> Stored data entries
*** Begin section ***

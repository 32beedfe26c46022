//! Metadata extraction from content files.
//!
//! Metadata lives in a single comment block at the top of a content file:
//!
//! ```markdown
//! /*
//! Title: Welcome
//! Description: The front page
//! Date: 2024-03-01
//! Template: wide
//! */
//!
//! Page body starts here.
//! ```
//!
//! Keys are case-insensitive and stored lower-cased. When no title is
//! declared, one is recovered from the first heading of the body.

use std::collections::BTreeMap;
use std::fmt::Write;

use chrono::format::{Item, StrftimeItems};
use chrono::{DateTime, NaiveDate, NaiveDateTime};
use pulldown_cmark::{Event, HeadingLevel, Options, Parser, Tag, TagEnd};

/// Page metadata: lower-cased header names to their values.
pub type Meta = BTreeMap<String, String>;

/// Headers every page exposes to templates, declared or not.
pub const STANDARD_HEADERS: &[&str] = &["title", "description", "author", "date", "robots", "template"];

const OPEN_MARKER: &str = "/*";
const CLOSE_MARKER: &str = "*/";

/// Byte order mark some editors put at the start of UTF-8 files.
const BOM: char = '\u{feff}';

const DATETIME_FORMATS: &[&str] = &[
    "%Y-%m-%d %H:%M:%S",
    "%Y-%m-%d %H:%M",
    "%Y-%m-%dT%H:%M:%S",
    "%Y/%m/%d %H:%M",
];

const DATE_FORMATS: &[&str] = &[
    "%Y-%m-%d",
    "%Y/%m/%d",
    "%d.%m.%Y",
    "%d %B %Y",
    "%d %b %Y",
    "%B %d, %Y",
    "%b %d, %Y",
    "%B %d %Y",
];

/// The standard header list as owned strings, ready for plugins to extend.
pub fn standard_headers() -> Vec<String> {
    STANDARD_HEADERS.iter().map(|h| h.to_string()).collect()
}

/// Split raw file text into its leading metadata block and the body.
///
/// Returns `None` for the block when the file does not start with one; the
/// body is then the whole input. A leading byte order mark is dropped.
pub fn split_meta_block(raw: &str) -> (Option<&str>, &str) {
    let raw = raw.strip_prefix(BOM).unwrap_or(raw);
    let Some(after_open) = raw.trim_start().strip_prefix(OPEN_MARKER) else {
        return (None, raw);
    };
    let Some(close) = after_open.find(CLOSE_MARKER) else {
        return (None, raw);
    };

    let block = &after_open[..close];
    let body = &after_open[close + CLOSE_MARKER.len()..];
    (Some(block), body)
}

/// Extract metadata from raw file text.
///
/// Every name in `headers` is present in the result (empty when not
/// declared), as is `date_formatted`. Declared keys outside `headers` are
/// kept too.
pub fn read_file_meta(raw: &str, headers: &[String], date_format: &str) -> Meta {
    let (block, body) = split_meta_block(raw);

    let mut meta: Meta = headers
        .iter()
        .map(|h| (h.to_lowercase(), String::new()))
        .collect();

    let mut declared = Meta::new();
    for line in block.into_iter().flat_map(str::lines) {
        if let Some((key, value)) = parse_meta_line(line) {
            // First declaration wins.
            declared.entry(key).or_insert(value);
        }
    }
    meta.extend(declared);

    let has_title = meta.get("title").is_some_and(|t| !t.is_empty());
    if !has_title && let Some(title) = recover_title(body) {
        meta.insert("title".to_string(), title);
    }

    let date_formatted = meta
        .get("date")
        .filter(|d| !d.is_empty())
        .map(|d| format_date(d, date_format))
        .unwrap_or_default();
    meta.insert("date_formatted".to_string(), date_formatted);

    meta
}

/// Parse one `Key: value` line of a metadata block.
fn parse_meta_line(line: &str) -> Option<(String, String)> {
    let line = line.trim_start_matches([' ', '\t', '/', '*', '#', '@']);
    let (key, value) = line.split_once(':')?;

    let key = key.trim();
    if key.is_empty()
        || !key
            .chars()
            .all(|c| c.is_alphanumeric() || c == '_' || c == '-')
    {
        return None;
    }

    Some((key.to_lowercase(), value.trim().to_string()))
}

/// Recover a title from the first heading of a body.
///
/// A setext heading (text underlined with `=` or `-`) takes priority over
/// an ATX heading; only level-one ATX headings (`# Title`) count. Lines in
/// code blocks and HTML are never headings.
pub fn recover_title(body: &str) -> Option<String> {
    let parser = Parser::new_ext(body, Options::ENABLE_HEADING_ATTRIBUTES);

    // (is_setext, text) of the heading being read
    let mut current: Option<(bool, String)> = None;
    let mut first_atx: Option<String> = None;

    for (event, range) in parser.into_offset_iter() {
        match event {
            Event::Start(Tag::Heading { level, .. }) => {
                let is_setext = !body[range].trim_start().starts_with('#');
                if is_setext || level == HeadingLevel::H1 {
                    current = Some((is_setext, String::new()));
                }
            }
            Event::Text(text) | Event::Code(text) => {
                if let Some((_, title)) = current.as_mut() {
                    title.push_str(&text);
                }
            }
            Event::SoftBreak | Event::HardBreak => {
                if let Some((_, title)) = current.as_mut() {
                    title.push(' ');
                }
            }
            Event::End(TagEnd::Heading(_)) => {
                let Some((is_setext, title)) = current.take() else {
                    continue;
                };
                let title = title.trim().to_string();
                if title.is_empty() {
                    continue;
                }
                if is_setext {
                    return Some(title);
                }
                first_atx.get_or_insert(title);
            }
            _ => {}
        }
    }

    first_atx
}

/// Format a declared date with a strftime-style format.
///
/// Returns an empty string when the date cannot be parsed or the format is
/// invalid.
pub fn format_date(date: &str, format: &str) -> String {
    let Some(parsed) = parse_date(date) else {
        return String::new();
    };

    let items: Vec<Item> = StrftimeItems::new(format).collect();
    if items.iter().any(|item| matches!(item, Item::Error)) {
        return String::new();
    }

    let mut out = String::new();
    match write!(out, "{}", parsed.format_with_items(items.iter())) {
        Ok(()) => out,
        Err(_) => String::new(),
    }
}

fn parse_date(date: &str) -> Option<NaiveDateTime> {
    let date = date.trim();

    if let Ok(dt) = DateTime::parse_from_rfc3339(date) {
        return Some(dt.naive_local());
    }
    if let Ok(dt) = DateTime::parse_from_rfc2822(date) {
        return Some(dt.naive_local());
    }

    DATETIME_FORMATS
        .iter()
        .find_map(|fmt| NaiveDateTime::parse_from_str(date, fmt).ok())
        .or_else(|| {
            DATE_FORMATS
                .iter()
                .find_map(|fmt| NaiveDate::parse_from_str(date, fmt).ok())
                .and_then(|d| d.and_hms_opt(0, 0, 0))
        })
}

*** End section ***

> TASK TO CARRY OUT
Write out the records in full, word for word.

> FINAL ANSWER
repository 32beedfe26c46022
//! Metadata extraction from content files.
//!
//! Metadata lives in a single comment block at the top of a content file:
//!
//! ```markdown
//! /*
//! Title: Welcome
//! Description: The front page
//! Date: 2024-03-01
//! Template: wide
//! */
//!
//! Page body starts here.
//! ```
//!
//! Keys are case-insensitive and stored lower-cased. When no title is
//! declared, one is recovered from the first heading of the body.

use std::collections::BTreeMap;
use std::fmt::Write;

use chrono::format::{Item, StrftimeItems};
use chrono::{DateTime, NaiveDate, NaiveDateTime};
use pulldown_cmark::{Event, HeadingLevel, Options, Parser, Tag, TagEnd};

/// Page metadata: lower-cased header names to their values.
pub type Meta = BTreeMap<String, String>;

/// Headers every page exposes to templates, declared or not.
pub const STANDARD_HEADERS: &[&str] = &["title", "description", "author", "date", "robots", "template"];

const OPEN_MARKER: &str = "/*";
const CLOSE_MARKER: &str = "*/";

/// Byte order mark some editors put at the start of UTF-8 files.
const BOM: char = '\u{feff}';

const DATETIME_FORMATS: &[&str] = &[
    "%Y-%m-%d %H:%M:%S",
    "%Y-%m-%d %H:%M",
    "%Y-%m-%dT%H:%M:%S",
    "%Y/%m/%d %H:%M",
];

const DATE_FORMATS: &[&str] = &[
    "%Y-%m-%d",
    "%Y/%m/%d",
    "%d.%m.%Y",
    "%d %B %Y",
    "%d %b %Y",
    "%B %d, %Y",
    "%b %d, %Y",
    "%B %d %Y",
];

/// The standard header list as owned strings, ready for plugins to extend.
pub fn standard_headers() -> Vec<String> {
    STANDARD_HEADERS.iter().map(|h| h.to_string()).collect()
}

/// Split raw file text into its leading metadata block and the body.
///
/// Returns `None` for the block when the file does not start with one; the
/// body is then the whole input. A leading byte order mark is dropped.
pub fn split_meta_block(raw: &str) -> (Option<&str>, &str) {
    let raw = raw.strip_prefix(BOM).unwrap_or(raw);
    let Some(after_open) = raw.trim_start().strip_prefix(OPEN_MARKER) else {
        return (None, raw);
    };
    let Some(close) = after_open.find(CLOSE_MARKER) else {
        return (None, raw);
    };

    let block = &after_open[..close];
    let body = &after_open[close + CLOSE_MARKER.len()..];
    (Some(block), body)
}

/// Extract metadata from raw file text.
///
/// Every name in `headers` is present in the result (empty when not
/// declared), as is `date_formatted`. Declared keys outside `headers` are
/// kept too.
pub fn read_file_meta(raw: &str, headers: &[String], date_format: &str) -> Meta {
    let (block, body) = split_meta_block(raw);

    let mut meta: Meta = headers
        .iter()
        .map(|h| (h.to_lowercase(), String::new()))
        .collect();

    let mut declared = Meta::new();
    for line in block.into_iter().flat_map(str::lines) {
        if let Some((key, value)) = parse_meta_line(line) {
            // First declaration wins.
            declared.entry(key).or_insert(value);
        }
    }
    meta.extend(declared);

    let has_title = meta.get("title").is_some_and(|t| !t.is_empty());
    if !has_title && let Some(title) = recover_title(body) {
        meta.insert("title".to_string(), title);
    }

    let date_formatted = meta
        .get("date")
        .filter(|d| !d.is_empty())
        .map(|d| format_date(d, date_format))
        .unwrap_or_default();
    meta.insert("date_formatted".to_string(), date_formatted);

    meta
}

/// Parse one `Key: value` line of a metadata block.
fn parse_meta_line(line: &str) -> Option<(String, String)> {
    let line = line.trim_start_matches([' ', '\t', '/', '*', '#', '@']);
    let (key, value) = line.split_once(':')?;

    let key = key.trim();
    if key.is_empty()
        || !key
            .chars()
            .all(|c| c.is_alphanumeric() || c == '_' || c == '-')
    {
        return None;
    }

    Some((key.to_lowercase(), value.trim().to_string()))
}

/// Recover a title from the first heading of a body.
///
/// A setext heading (text underlined with `=` or `-`) takes priority over
/// an ATX heading; only level-one ATX headings (`# Title`) count. Lines in
/// code blocks and HTML are never headings.
pub fn recover_title(body: &str) -> Option<String> {
    let parser = Parser::new_ext(body, Options::ENABLE_HEADING_ATTRIBUTES);

    // (is_setext, text) of the heading being read
    let mut current: Option<(bool, String)> = None;
    let mut first_atx: Option<String> = None;

    for (event, range) in parser.into_offset_iter() {
        match event {
            Event::Start(Tag::Heading { level, .. }) => {
                let is_setext = !body[range].trim_start().starts_with('#');
                if is_setext || level == HeadingLevel::H1 {
                    current = Some((is_setext, String::new()));
                }
            }
            Event::Text(text) | Event::Code(text) => {
                if let Some((_, title)) = current.as_mut() {
                    title.push_str(&text);
                }
            }
            Event::SoftBreak | Event::HardBreak => {
                if let Some((_, title)) = current.as_mut() {
                    title.push(' ');
                }
            }
            Event::End(TagEnd::Heading(_)) => {
                let Some((is_setext, title)) = current.take() else {
                    continue;
                };
                let title = title.trim().to_string();
                if title.is_empty() {
                    continue;
                }
                if is_setext {
                    return Some(title);
                }
                first_atx.get_or_insert(title);
            }
            _ => {}
        }
    }

    first_atx
}

/// Format a declared date with a strftime-style format.
///
/// Returns an empty string when the date cannot be parsed or the format is
/// invalid.
pub fn format_date(date: &str, format: &str) -> String {
    let Some(parsed) = parse_date(date) else {
        return String::new();
    };

    let items: Vec<Item> = StrftimeItems::new(format).collect();
    if items.iter().any(|item| matches!(item, Item::Error)) {
        return String::new();
    }

    let mut out = String::new();
    match write!(out, "{}", parsed.format_with_items(items.iter())) {
        Ok(()) => out,
        Err(_) => String::new(),
    }
}

fn parse_date(date: &str) -> Option<NaiveDateTime> {
    let date = date.trim();

    if let Ok(dt) = DateTime::parse_from_rfc3339(date) {
        return Some(dt.naive_local());
    }
    if let Ok(dt) = DateTime::parse_from_rfc2822(date) {
        return Some(dt.naive_local());
    }

    DATETIME_FORMATS
        .iter()
        .find_map(|fmt| NaiveDateTime::parse_from_str(date, fmt).ok())
        .or_else(|| {
            DATE_FORMATS
                .iter()
                .find_map(|fmt| NaiveDate::parse_from_str(date, fmt).ok())
                .and_then(|d| d.and_hms_opt(0, 0, 0))
        })
}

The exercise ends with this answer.